Mais même en ayant la forme du deal, nous n’étions pas au bout de nos peines, car nous devions regarder la forme juridique des entités achetées dans chaque pays. Par exemple, parfois les employés travaillaient pour une entité GE Water (dans ce cas nous parlions de transfert direct). Mais parfois ils travaillaient avec d’autres employés GE dans une entité qui ne faisait pas partie du périmètre de l’achat (nous disions alors qu’il fallait faire un “carve out” pour ces employés). Parfois nous avions une entité Suez prête à les accueillir, ou alors GE ou Suez devait créer une nouvelle entité. Tout ceci était géré par l’équipe M&A avec les fiscalistes et les juristes, mais nous en subissions parfois les conséquences au niveau RH. Je me souviens du cas d’une entité que nous avons dû créer en Chine pour accueillir les salariés en provenance de GE. Pour ce faire nous avons dû modifier leur contrat de travail en stipulant le nom de la nouvelle entité d’accueil. Cependant, à cause de cette modification, les salariés avaient le droit de refuser ce nouveau contrat et dans ce cas Suez devait payer des indemnités de rupture. Les équipes RH ont donc œuvré pour accompagner les salariés et faire beaucoup de communication, ce qui a pu éviter des démissions massives.
 

Quelles compétences cela nécessite-t-il ?
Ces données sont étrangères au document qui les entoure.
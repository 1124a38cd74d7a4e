//! Blending of automated and community scores for presentation.
//!
//! When both signals exist the community outweighs automation 60/40; a
//! lone signal is passed through with its own confidence.

use serde::Serialize;

use crate::community::CommunitySummary;
use crate::heuristic::round1;

/// Weight of the automated score in a hybrid blend.
pub const AUTO_WEIGHT: f64 = 0.4;

/// Weight of the community score in a hybrid blend.
pub const COMMUNITY_WEIGHT: f64 = 0.6;

/// Only the automated analysis contributed.
pub const SOURCE_AUTO: &str = "auto";
/// Only the community summary contributed.
pub const SOURCE_COMMUNITY: &str = "community";
/// Both signals contributed.
pub const SOURCE_HYBRID: &str = "hybrid";

/// A presentation score with its provenance.
#[derive(Debug, Clone, PartialEq, Serialize)]
pub struct HybridScore {
    pub score: f64,
    pub source: &'static str,
    pub confidence: &'static str,
    #[serde(skip_serializing_if = "Option::is_none")]
    pub auto_score: Option<f64>,
    #[serde(skip_serializing_if = "Option::is_none")]
    pub community_score: Option<f64>,
}

/// Blend whatever scores exist into one presentation score.
///
/// A community summary with zero valid reports counts as absent. Returns
/// `None` when neither signal exists.
pub fn combine_scores(
    auto: Option<f64>,
    community: Option<&CommunitySummary>,
) -> Option<HybridScore> {
    let community = community.filter(|summary| summary.count > 0);

    match (auto, community) {
        (None, None) => None,
        (Some(auto_score), None) => Some(HybridScore {
            score: auto_score,
            source: SOURCE_AUTO,
            confidence: "medium",
            auto_score: None,
            community_score: None,
        }),
        (None, Some(summary)) => Some(HybridScore {
            score: summary.score,
            source: SOURCE_COMMUNITY,
            confidence: summary.confidence,
            auto_score: None,
            community_score: None,
        }),
        (Some(auto_score), Some(summary)) => Some(HybridScore {
            score: round1(auto_score * AUTO_WEIGHT + summary.score * COMMUNITY_WEIGHT),
            source: SOURCE_HYBRID,
            confidence: "high",
            auto_score: Some(auto_score),
            community_score: Some(summary.score),
        }),
    }
}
La rapidité : lors de l’achat de GE Water, Suez a postulé en février et a remporté l’offre d’achat en mars, date à laquelle j’ai été sollicitée pour intégrer le projet. De plus, la « closing date » était prévue pour juillet, donc nous avions 3 mois pour nous organiser et tout préparer avant le « day 1 ».  Nous n’avions pas une minute à perdre !

L’agilité : le délai lié à cette opération s’est finalement avéré être trop court pour toutes sortes de raisons qui n’étaient pas de mon ressort. En conséquence, la « closing date » a été décalée deux fois pour finalement s’établir au 1er octobre. Etant le chef d’orchestre des équipes RH de chaque pays, j’ai dû revoir le plan et jongler avec les différents délais à plusieurs reprises.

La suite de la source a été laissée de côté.